Warner’s DC Extended Universe films continues navigating an unconventional era, having premiered Wonder Woman 1984 as a day-and-date HBO Max streaming exclusive (until Jan. 24) in lieu of a prospectively profitable wide theatrical release. However, a grandiose return to theaters is eyed to start in 2022 with a barrage of DCEU movies, which will eventually yield the Dwayne Johnson-starring Black Adam. Auspiciously, that film will also debut the DCEU’s version of winged hero Hawkman, as played by Aldis Hodge, who comes into the role with extensive comic book research and the weight of being a black superhero on the big screen.

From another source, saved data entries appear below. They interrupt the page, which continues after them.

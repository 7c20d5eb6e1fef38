use std::collections::VecDeque;
use std::sync::atomic::{AtomicUsize, Ordering};
use std::time::Duration;

use async_trait::async_trait;
use futures::{stream, StreamExt};
use parking_lot::Mutex;

use scribe_core::context::LlmContext;
use scribe_core::errors::GatewayError;
use scribe_core::ids::ToolCallId;
use scribe_core::messages::{Message, StopReason, ToolCallBlock};
use scribe_core::provider::{EventStream, LlmProvider, StreamOptions};
use scribe_core::stream::StreamEvent;

/// Pre-programmed responses for deterministic testing without API calls.
#[derive(Clone, Debug)]
pub enum MockResponse {
    /// Yield a sequence of events.
    Stream(Vec<StreamEvent>),
    /// Yield events with a pause before each one.
    Trickle(Duration, Vec<StreamEvent>),
    /// Fail the `stream()` call itself.
    Error(GatewayError),
    /// Wait, then resolve the inner response.
    Delay(Duration, Box<MockResponse>),
}

impl MockResponse {
    pub fn text(text: &str) -> Self {
        Self::text_chunks(&[text])
    }

    /// A text answer delivered as several deltas.
    pub fn text_chunks(chunks: &[&str]) -> Self {
        let mut events = vec![StreamEvent::Start];
        events.extend(chunks.iter().map(|c| StreamEvent::TextDelta {
            delta: c.to_string(),
        }));
        events.push(StreamEvent::Done {
            message: Message::assistant(chunks.concat()),
            stop_reason: StopReason::EndTurn,
        });
        Self::Stream(events)
    }

    pub fn tool_call(name: &str, arguments: serde_json::Value) -> Self {
        Self::text_then_tool_calls("", vec![(name, arguments)])
    }

    pub fn tool_calls(calls: Vec<(&str, serde_json::Value)>) -> Self {
        Self::text_then_tool_calls("", calls)
    }

    /// Some narration followed by one or more tool calls in the same reply.
    pub fn text_then_tool_calls(text: &str, calls: Vec<(&str, serde_json::Value)>) -> Self {
        let mut events = vec![StreamEvent::Start];
        if !text.is_empty() {
            events.push(StreamEvent::TextDelta {
                delta: text.to_string(),
            });
        }
        let mut blocks = Vec::with_capacity(calls.len());
        for (name, arguments) in calls {
            let block = ToolCallBlock {
                id: ToolCallId::new(),
                name: name.to_string(),
                arguments,
            };
            events.push(StreamEvent::ToolCallStart {
                tool_call_id: block.id.clone(),
                name: block.name.clone(),
            });
            events.push(StreamEvent::ToolCallDelta {
                tool_call_id: block.id.clone(),
                arguments_delta: block.arguments.to_string(),
            });
            events.push(StreamEvent::ToolCallEnd {
                tool_call: block.clone(),
            });
            blocks.push(block);
        }
        events.push(StreamEvent::Done {
            message: Message::assistant_with_tools(text, blocks),
            stop_reason: StopReason::ToolUse,
        });
        Self::Stream(events)
    }

    /// A stream that starts and then fails mid-flight.
    pub fn stream_error(error: GatewayError) -> Self {
        Self::Stream(vec![StreamEvent::Start, StreamEvent::Error { error }])
    }

    pub fn delayed(delay: Duration, inner: MockResponse) -> Self {
        Self::Delay(delay, Box::new(inner))
    }

    /// Re-time an event stream so each event arrives after `pause`.
    pub fn trickled(self, pause: Duration) -> Self {
        match self {
            Self::Stream(events) | Self::Trickle(_, events) => Self::Trickle(pause, events),
            Self::Delay(d, inner) => Self::Delay(d, Box::new(inner.trickled(pause))),
            other => other,
        }
    }
}

type Responder = dyn Fn(&LlmContext) -> MockResponse + Send + Sync;

enum Script {
    Queue(Mutex<VecDeque<MockResponse>>),
    Responder(Box<Responder>),
}

/// Scripted provider: either a FIFO of responses, or a closure that picks a
/// response from the context (useful when several agents share one provider
/// and call it concurrently).
pub struct MockProvider {
    script: Script,
    call_count: AtomicUsize,
    contexts: Mutex<Vec<LlmContext>>,
}

impl MockProvider {
    pub fn new(responses: Vec<MockResponse>) -> Self {
        Self::from_script(Script::Queue(Mutex::new(responses.into())))
    }

    pub fn with_responder<F>(responder: F) -> Self
    where
        F: Fn(&LlmContext) -> MockResponse + Send + Sync + 'static,
    {
        Self::from_script(Script::Responder(Box::new(responder)))
    }

    fn from_script(script: Script) -> Self {
        Self {
            script,
            call_count: AtomicUsize::new(0),
            contexts: Mutex::new(Vec::new()),
        }
    }

    pub fn call_count(&self) -> usize {
        self.call_count.load(Ordering::SeqCst)
    }

    /// Every context the provider was called with, in call order.
    pub fn contexts(&self) -> Vec<LlmContext> {
        self.contexts.lock().clone()
    }
}

#[async_trait]
impl LlmProvider for MockProvider {
    fn name(&self) -> &str {
        "mock"
    }

    fn model(&self) -> &str {
        "mock-model"
    }

    async fn stream(
        &self,
        context: &LlmContext,
        _options: &StreamOptions,
    ) -> Result<EventStream, GatewayError> {
        let idx = self.call_count.fetch_add(1, Ordering::SeqCst);
        self.contexts.lock().push(context.clone());

        let response = match &self.script {
            Script::Queue(queue) => queue.lock().pop_front().ok_or_else(|| {
                GatewayError::InvalidRequest(format!(
                    "MockProvider: no response configured for call {idx}"
                ))
            })?,
            Script::Responder(responder) => responder(context),
        };

        resolve_response(response).await
    }
}

/// Unrolls nested delays iteratively to avoid recursive async.
async fn resolve_response(mut current: MockResponse) -> Result<EventStream, GatewayError> {
    loop {
        match current {
            MockResponse::Stream(events) => return Ok(Box::pin(stream::iter(events))),
            MockResponse::Trickle(pause, events) => {
                return Ok(Box::pin(stream::iter(events).then(move |event| async move {
                    tokio::time::sleep(pause).await;
                    event
                })));
            }
            MockResponse::Error(e) => return Err(e),
            MockResponse::Delay(duration, inner) => {
                tokio::time::sleep(duration).await;
                current = *inner;
            }
        }
    }
}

For the acclaimed actor, Hodge, whose casting as Hawkman was reported this past September, the role will finally yield a long-sought chance to play a major superhero, and he’s clearly excited to rock the signature wings. Yet, while Hodge has been showing visceral joy over this appearance for director Jaume Collet-Serra’s cold-intro Shazam spinoff, Black Adam, his awareness of the ongoing responsibility that a black actor must bear when fielding such a culturally influential role is made quite clear in an interview with Geeks of Color.

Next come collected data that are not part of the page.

pub mod word_counter;

use std::sync::Arc;

use crate::registry::ToolRegistry;

pub use word_counter::WordCounterTool;

/// Create a ToolRegistry with all built-in tools.
pub fn create_default_registry() -> ToolRegistry {
    let mut registry = ToolRegistry::new();
    registry.register(Arc::new(WordCounterTool));
    registry
}

#[cfg(test)]
mod tests {
    use super::*;

    #[test]
    fn default_registry_has_word_counter() {
        let registry = create_default_registry();
        assert_eq!(registry.names(), [word_counter::NAME]);
    }
}
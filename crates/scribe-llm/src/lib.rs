pub mod converter;
pub mod mock;
pub mod openai;
pub mod reliable;
pub mod sse;

pub use mock::{MockProvider, MockResponse};
pub use openai::{OpenAiProvider, ProviderConfig};
pub use reliable::{ReliableConfig, ReliableProvider};
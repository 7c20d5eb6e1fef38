use std::collections::HashMap;

use chrono::Utc;
use parking_lot::RwLock;

use scribe_core::checkpoint::Checkpoint;
use scribe_core::ids::ThreadId;
use scribe_core::messages::Message;

use crate::error::StoreError;
use crate::store::{check_sequence, check_thread, ConversationStore, ThreadState, ThreadSummary};

#[derive(Default)]
struct ThreadRecord {
    messages: Vec<Message>,
    checkpoints: Vec<Checkpoint>,
    updated_at: String,
}

/// Ephemeral backend for local experimentation and tests. Lost on restart.
#[derive(Default)]
pub struct MemoryStore {
    threads: RwLock<HashMap<ThreadId, ThreadRecord>>,
}

impl MemoryStore {
    pub fn new() -> Self {
        Self::default()
    }
}

impl ConversationStore for MemoryStore {
    fn backend(&self) -> &'static str {
        "memory"
    }

    fn load(&self, thread_id: &ThreadId) -> Result<Option<ThreadState>, StoreError> {
        Ok(self.threads.read().get(thread_id).map(|record| ThreadState {
            thread_id: thread_id.clone(),
            messages: record.messages.clone(),
            checkpoint_count: record.checkpoints.len() as u64,
        }))
    }

    fn commit(
        &self,
        thread_id: &ThreadId,
        messages: &[Message],
        checkpoint: Option<&Checkpoint>,
    ) -> Result<u64, StoreError> {
        let mut threads = self.threads.write();

        // Validate before touching anything so a rejected commit is a no-op.
        if let Some(cp) = checkpoint {
            check_thread(thread_id, cp)?;
            let latest = threads
                .get(thread_id)
                .and_then(|r| r.checkpoints.last())
                .map(|c| c.sequence);
            check_sequence(cp, latest)?;
        }

        let record = threads.entry(thread_id.clone()).or_default();
        record.messages.extend_from_slice(messages);
        if let Some(cp) = checkpoint {
            record.checkpoints.push(cp.clone());
        }
        record.updated_at = Utc::now().to_rfc3339();
        Ok(record.messages.len() as u64)
    }

    fn latest_checkpoint(&self, thread_id: &ThreadId) -> Result<Option<Checkpoint>, StoreError> {
        Ok(self
            .threads
            .read()
            .get(thread_id)
            .and_then(|r| r.checkpoints.last().cloned()))
    }

    fn list_threads(&self) -> Result<Vec<ThreadSummary>, StoreError> {
        let mut out: Vec<ThreadSummary> = self
            .threads
            .read()
            .iter()
            .map(|(id, record)| ThreadSummary {
                thread_id: id.clone(),
                message_count: record.messages.len() as u64,
                updated_at: record.updated_at.clone(),
            })
            .collect();
        out.sort_by(|a, b| {
            b.updated_at
                .cmp(&a.updated_at)
                .then_with(|| a.thread_id.cmp(&b.thread_id))
        });
        Ok(out)
    }
}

“I think about the representation aspect of that, because I didn’t grow up watching superheroes that look like me.” He explains, “I remember in my early-teens maybe we came into [African-American heroes] Spawn and Blade, and that was awesome. So, to know that young kids are going to be able to see that and see opportunity, and have an awareness that I didn’t have at a young age about what they can accomplish, that really is fantastic.”

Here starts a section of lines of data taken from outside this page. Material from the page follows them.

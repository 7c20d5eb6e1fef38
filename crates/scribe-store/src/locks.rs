use std::future::Future;
use std::pin::Pin;
use std::sync::Arc;
use std::task::{Context, Poll};

use dashmap::DashMap;
use futures::task::noop_waker_ref;
use tokio::sync::{Mutex, OwnedMutexGuard};

use scribe_core::ids::ThreadId;

/// At most one active turn per thread.
///
/// tokio's mutex queues waiters fairly, so turns on the same thread run in the
/// order they asked for the lock. Use [`ThreadLocks::reserve`] to take a place
/// in that queue before handing the wait to another task. Different threads
/// never contend.
#[derive(Default)]
pub struct ThreadLocks {
    locks: DashMap<ThreadId, Arc<Mutex<()>>>,
}

/// Held for the duration of a turn; releases the thread on drop.
pub struct ThreadGuard {
    thread_id: ThreadId,
    _guard: OwnedMutexGuard<()>,
}

impl ThreadGuard {
    pub fn thread_id(&self) -> &ThreadId {
        &self.thread_id
    }
}

type PendingLock = Pin<Box<dyn Future<Output = OwnedMutexGuard<()>> + Send>>;

/// A place in a thread's queue, taken synchronously by [`ThreadLocks::reserve`].
///
/// Dropping it before it is acquired gives the place up.
pub struct Reservation {
    thread_id: ThreadId,
    state: ReservationState,
}

enum ReservationState {
    Ready(OwnedMutexGuard<()>),
    Queued(PendingLock),
}

impl Reservation {
    /// Wait until every earlier reservation on the thread has been released.
    pub async fn acquire(self) -> ThreadGuard {
        let guard = match self.state {
            ReservationState::Ready(guard) => guard,
            ReservationState::Queued(pending) => pending.await,
        };
        ThreadGuard {
            thread_id: self.thread_id,
            _guard: guard,
        }
    }
}

impl ThreadLocks {
    pub fn new() -> Self {
        Self::default()
    }

    fn lock_for(&self, thread_id: &ThreadId) -> Arc<Mutex<()>> {
        // Clone out of the map so no shard lock is held across an await.
        let entry = self.locks.entry(thread_id.clone()).or_default();
        Arc::clone(&entry)
    }

    pub async fn acquire(&self, thread_id: &ThreadId) -> ThreadGuard {
        let guard = self.lock_for(thread_id).lock_owned().await;
        ThreadGuard {
            thread_id: thread_id.clone(),
            _guard: guard,
        }
    }

    /// Join the thread's queue now, without awaiting.
    ///
    /// The lock future is polled once here so its waiter is enqueued in call
    /// order; whoever awaits [`Reservation::acquire`] later keeps that place.
    pub fn reserve(&self, thread_id: &ThreadId) -> Reservation {
        let mut pending: PendingLock = Box::pin(self.lock_for(thread_id).lock_owned());
        let mut cx = Context::from_waker(noop_waker_ref());
        let state = match pending.as_mut().poll(&mut cx) {
            Poll::Ready(guard) => ReservationState::Ready(guard),
            Poll::Pending => ReservationState::Queued(pending),
        };
        Reservation {
            thread_id: thread_id.clone(),
            state,
        }
    }

    pub fn try_acquire(&self, thread_id: &ThreadId) -> Option<ThreadGuard> {
        let guard = self.lock_for(thread_id).try_lock_owned().ok()?;
        Some(ThreadGuard {
            thread_id: thread_id.clone(),
            _guard: guard,
        })
    }

    pub fn is_busy(&self, thread_id: &ThreadId) -> bool {
        self.locks
            .get(thread_id)
            .map(|lock| lock.try_lock().is_err())
            .unwrap_or(false)
    }

    /// Number of threads with a lock entry.
    pub fn len(&self) -> usize {
        self.locks.len()
    }

    pub fn is_empty(&self) -> bool {
        self.locks.is_empty()
    }

    /// Drop entries no turn holds or waits on. Returns how many were removed.
    pub fn prune(&self) -> usize {
        let before = self.locks.len();
        self.locks
            .retain(|_, lock| Arc::strong_count(lock) > 1 || lock.try_lock().is_err());
        before - self.locks.len()
    }
}

#[cfg(test)]
mod tests {
    use std::time::Duration;

    use super::*;

    #[tokio::test]
    async fn same_thread_is_exclusive() {
        let locks = ThreadLocks::new();
        let id = ThreadId::from_raw("t");
        let guard = locks.acquire(&id).await;
        assert_eq!(guard.thread_id(), &id);
        assert!(locks.is_busy(&id));
        assert!(locks.try_acquire(&id).is_none());
        drop(guard);
        assert!(!locks.is_busy(&id));
        assert!(locks.try_acquire(&id).is_some());
    }

    #[tokio::test]
    async fn different_threads_do_not_block() {
        let locks = ThreadLocks::new();
        let _a = locks.acquire(&ThreadId::from_raw("a")).await;
        let b = tokio::time::timeout(Duration::from_millis(100), locks.acquire(&ThreadId::from_raw("b"))).await;
        assert!(b.is_ok());
    }

    #[tokio::test]
    async fn waiters_are_served_in_order() {
        let locks = Arc::new(ThreadLocks::new());
        let id = ThreadId::from_raw("fifo");
        let order = Arc::new(parking_lot::Mutex::new(Vec::new()));

        let first = locks.acquire(&id).await;
        let mut handles = Vec::new();
        for n in 0..3 {
            let locks = locks.clone();
            let order = order.clone();
            let id = id.clone();
            handles.push(tokio::spawn(async move {
                let _g = locks.acquire(&id).await;
                order.lock().push(n);
            }));
            // Let each waiter enqueue before spawning the next.
            tokio::time::sleep(Duration::from_millis(10)).await;
        }
        drop(first);
        for h in handles {
            h.await.unwrap();
        }
        assert_eq!(*order.lock(), vec![0, 1, 2]);
    }

    #[tokio::test]
    async fn reservations_keep_call_order_across_tasks() {
        let locks = Arc::new(ThreadLocks::new());
        let id = ThreadId::from_raw("queue");
        let order = Arc::new(parking_lot::Mutex::new(Vec::new()));

        let first = locks.acquire(&id).await;
        let reservations: Vec<Reservation> = (0..3).map(|_| locks.reserve(&id)).collect();
        // Spawn in reverse so task scheduling alone would invert the order.
        let mut handles = Vec::new();
        for (n, reservation) in reservations.into_iter().enumerate().rev() {
            let order = order.clone();
            handles.push(tokio::spawn(async move {
                let _g = reservation.acquire().await;
                order.lock().push(n);
            }));
        }
        tokio::task::yield_now().await;
        drop(first);
        for h in handles {
            h.await.unwrap();
        }
        assert_eq!(*order.lock(), vec![0, 1, 2]);
    }

    #[tokio::test]
    async fn free_thread_reserves_immediately() {
        let locks = ThreadLocks::new();
        let id = ThreadId::from_raw("free");
        let reservation = locks.reserve(&id);
        assert!(locks.is_busy(&id));
        let guard = reservation.acquire().await;
        drop(guard);
        assert!(!locks.is_busy(&id));
    }

    #[tokio::test]
    async fn dropped_reservation_gives_up_its_place() {
        let locks = ThreadLocks::new();
        let id = ThreadId::from_raw("dropped");
        let held = locks.acquire(&id).await;
        let abandoned = locks.reserve(&id);
        let next = locks.reserve(&id);
        drop(abandoned);
        drop(held);
        let guard = tokio::time::timeout(Duration::from_secs(1), next.acquire()).await;
        assert!(guard.is_ok());
    }

    #[tokio::test]
    async fn prune_removes_released_entries() {
        let locks = ThreadLocks::new();
        let id = ThreadId::from_raw("done");
        drop(locks.reserve(&id).acquire().await);
        assert_eq!(locks.len(), 1);
        locks.prune();
        assert!(locks.is_empty());
    }

    #[tokio::test]
    async fn prune_keeps_held_locks() {
        let locks = ThreadLocks::new();
        let held = locks.acquire(&ThreadId::from_raw("held")).await;
        drop(locks.acquire(&ThreadId::from_raw("idle")).await);
        assert_eq!(locks.prune(), 1);
        assert!(locks.is_busy(held.thread_id()));
    }
}
//! # scribe
//!
//! Editorial assistant binary: wires the provider, store, agent team and
//! session driver together, then either serves HTTP or runs one turn in the
//! terminal.

#![deny(unsafe_code)]

use std::io::Write;
use std::path::PathBuf;
use std::sync::Arc;
use std::time::Duration;

use anyhow::{Context, Result};
use clap::{Parser, Subcommand, ValueEnum};
use futures::StreamExt;
use secrecy::SecretString;
use tokio_util::sync::CancellationToken;
use tracing::Level;

use scribe_core::events::{AgentRole, ToolCallPhase, TurnEvent};
use scribe_core::ids::ThreadId;
use scribe_core::provider::{LlmProvider, StreamOptions};
use scribe_engine::tools::create_default_registry;
use scribe_engine::{AutoApprove, DriverConfig, SessionDriver, Supervisor, SupervisorConfig, Team, TurnRequest};
use scribe_llm::{OpenAiProvider, ProviderConfig, ReliableConfig, ReliableProvider};
use scribe_server::{AppState, ServerConfig};
use scribe_store::{open_store, StoreConfig};
use scribe_telemetry::{init_telemetry, TelemetryConfig};

/// Multi-agent writing assistant.
#[derive(Parser, Debug)]
#[command(name = "scribe", about = "Supervisor, writer and reviewer agents behind one chat stream")]
struct Cli {
    #[command(flatten)]
    settings: Settings,

    #[command(subcommand)]
    command: Option<Command>,
}

#[derive(Subcommand, Debug)]
enum Command {
    /// Serve the HTTP API (default).
    Serve,
    /// Run one turn and print the conversation.
    Ask {
        query: String,
        #[arg(long, default_value = "team_thread_001")]
        thread_id: String,
    },
}

#[derive(Clone, Copy, Debug, ValueEnum)]
enum StoreKind {
    Sqlite,
    Memory,
}

#[derive(clap::Args, Debug)]
struct Settings {
    /// Chat model name.
    #[arg(long, env = "MODEL_NAME", default_value = scribe_llm::openai::DEFAULT_MODEL, global = true)]
    model: String,

    #[arg(long, env = "DASHSCOPE_API_KEY", hide_env_values = true, global = true)]
    api_key: Option<String>,

    /// OpenAI-compatible endpoint.
    #[arg(long, env = "DASHSCOPE_BASE_URL", default_value = scribe_llm::openai::DEFAULT_BASE_URL, global = true)]
    base_url: String,

    #[arg(long, env = "SCRIBE_HOST", default_value = "0.0.0.0", global = true)]
    host: String,

    /// Port to bind (0 for auto-assign).
    #[arg(long, env = "SCRIBE_PORT", default_value_t = 8000, global = true)]
    port: u16,

    #[arg(long, env = "SCRIBE_STORE", value_enum, default_value = "sqlite", global = true)]
    store: StoreKind,

    /// Path to the SQLite conversation database.
    #[arg(long, env = "SCRIBE_DB_PATH", default_value = "memory.sqlite", global = true)]
    db_path: PathBuf,

    #[arg(
        long,
        env = "SCRIBE_WORKER_TIMEOUT_SECS",
        default_value_t = 120,
        value_parser = clap::value_parser!(u64).range(1..),
        global = true
    )]
    worker_timeout_secs: u64,

    #[arg(
        long,
        env = "SCRIBE_TOOL_TIMEOUT_SECS",
        default_value_t = 30,
        value_parser = clap::value_parser!(u64).range(1..),
        global = true
    )]
    tool_timeout_secs: u64,

    /// Delegations allowed per turn.
    #[arg(long, env = "SCRIBE_MAX_STEPS", default_value_t = 8, global = true)]
    max_steps: u32,

    /// Hide tool-call progress frames from chat streams.
    #[arg(long, global = true)]
    no_tool_events: bool,

    #[arg(long, env = "SCRIBE_LOG_JSON", global = true)]
    log_json: bool,
}

impl Settings {
    fn store_config(&self) -> StoreConfig {
        match self.store {
            StoreKind::Sqlite => StoreConfig::sqlite(&self.db_path),
            StoreKind::Memory => StoreConfig::memory(),
        }
    }

    fn provider_config(&self) -> Result<ProviderConfig> {
        let key = self
            .api_key
            .clone()
            .filter(|k| !k.trim().is_empty())
            .context("DASHSCOPE_API_KEY is not set")?;
        let mut config = ProviderConfig::new(SecretString::from(key));
        config.base_url = self.base_url.clone();
        config.model = self.model.clone();
        Ok(config)
    }

    fn supervisor_config(&self) -> SupervisorConfig {
        SupervisorConfig {
            max_delegation_steps: self.max_steps,
            worker_timeout: Duration::from_secs(self.worker_timeout_secs),
            tool_timeout: Duration::from_secs(self.tool_timeout_secs),
            stream_options: StreamOptions::with_temperature(0.7),
            ..SupervisorConfig::default()
        }
    }

    fn server_config(&self) -> ServerConfig {
        ServerConfig {
            host: self.host.clone(),
            port: self.port,
            forward_tool_events: !self.no_tool_events,
        }
    }
}

fn ensure_parent_dir(path: &std::path::Path) -> Result<()> {
    if let Some(parent) = path.parent().filter(|p| !p.as_os_str().is_empty()) {
        std::fs::create_dir_all(parent)
            .with_context(|| format!("Failed to create directory: {}", parent.display()))?;
    }
    Ok(())
}

fn build_driver(settings: &Settings) -> Result<Arc<SessionDriver>> {
    if matches!(settings.store, StoreKind::Sqlite) {
        ensure_parent_dir(&settings.db_path)?;
    }
    let store = open_store(&settings.store_config()).context("Failed to open conversation store")?;

    let inner = OpenAiProvider::new(settings.provider_config()?).context("Failed to build model client")?;
    let provider: Arc<dyn LlmProvider> =
        Arc::new(ReliableProvider::new(Arc::new(inner), ReliableConfig::default()));

    let config = settings.supervisor_config();
    let registry = create_default_registry();
    let team = Team::from_provider(
        Arc::clone(&provider),
        &registry,
        Arc::new(AutoApprove),
        config.stream_options.clone(),
    );
    let supervisor = Supervisor::new(provider, team, &registry, store, config);
    Ok(Arc::new(SessionDriver::new(Arc::new(supervisor), DriverConfig::default())))
}

async fn serve(settings: &Settings, driver: Arc<SessionDriver>) -> Result<()> {
    let config = settings.server_config();
    let state = AppState::new(driver, &config);
    let shutdown = CancellationToken::new();
    let handle = scribe_server::start(config, state, shutdown.clone())
        .await
        .context("Failed to start server")?;

    tracing::info!(addr = %handle.addr, model = %settings.model, "scribe ready");

    tokio::signal::ctrl_c()
        .await
        .context("Failed to listen for ctrl+c")?;
    tracing::info!("shutting down");
    shutdown.cancel();

    handle
        .join
        .await
        .context("Server task panicked")?
        .context("Server error")?;
    Ok(())
}

/// Console transcript: a speaker label on every change of speaker, then
/// that speaker's text.
#[derive(Default)]
struct Transcript {
    speaker: Option<AgentRole>,
}

impl Transcript {
    fn say(&mut self, role: AgentRole, text: &str) -> std::io::Result<()> {
        let mut out = std::io::stdout();
        if self.speaker != Some(role) {
            if self.speaker.is_some() {
                writeln!(out)?;
            }
            writeln!(out, "[{role}]")?;
            self.speaker = Some(role);
        }
        write!(out, "{text}")?;
        out.flush()
    }

    fn finish(&self) -> std::io::Result<()> {
        writeln!(std::io::stdout())
    }
}

async fn ask(driver: Arc<SessionDriver>, query: String, thread_id: String) -> Result<()> {
    let mut stream = driver.open_stream(TurnRequest::new(query, ThreadId::from_raw(thread_id)));
    let mut transcript = Transcript::default();

    while let Some(event) = stream.next().await {
        match event {
            TurnEvent::ContentDelta { text } => transcript.say(AgentRole::Supervisor, &text)?,
            TurnEvent::ToolCallDelta(meta) => match (meta.agent, meta.phase) {
                (AgentRole::Supervisor, _) => {}
                (role, ToolCallPhase::Progress) => {
                    transcript.say(role, meta.detail.as_deref().unwrap_or_default())?
                }
                (role, ToolCallPhase::Started) => {
                    transcript.say(role, &format!("(calling {})\n", meta.name))?
                }
                _ => {}
            },
            TurnEvent::Error { message } => {
                transcript.finish()?;
                anyhow::bail!(message);
            }
            TurnEvent::End => transcript.finish()?,
        }
    }
    Ok(())
}

#[tokio::main]
async fn main() -> Result<()> {
    let cli = Cli::parse();
    let settings = cli.settings;

    let command = cli.command.unwrap_or(Command::Serve);

    // Keep the console transcript readable.
    let log_level = match command {
        Command::Ask { .. } => Level::WARN,
        Command::Serve => Level::INFO,
    };
    init_telemetry(&TelemetryConfig {
        log_level,
        json: settings.log_json,
        ..TelemetryConfig::default()
    });

    let driver = build_driver(&settings)?;
    match command {
        Command::Serve => serve(&settings, driver).await,
        Command::Ask { query, thread_id } => ask(driver, query, thread_id).await,
    }
}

The topic of representation has obviously been prevalent in the widespread comic book movie conversation for some time now, and Hodge is certainly not saying anything out of left field regarding the responsibilities attached to his Hawkman role. Yet, it comes in the aftermath of what was arguably the most poignant representation character, Marvel’s Black Panther, as played by the late, great Chadwick Boseman. After a debut in 2016’s Captain America: Civil War, the character’s solo debut in director Ryan Coogler’s 2018 Black Panther movie became a global cultural milestone. Besides being a $1.347 billion worldwide smash, the film redefined the uplifting representation of black actors; an accomplishment attributed not only to Boseman’s performance, but supporting players like Letitia Wright’s Shuri, Danai Gurira’s Okoye, Lupita Nyong’o’s Nakia and, of course, Michael B. Jordan’s portrayal of tragic villain Killmonger.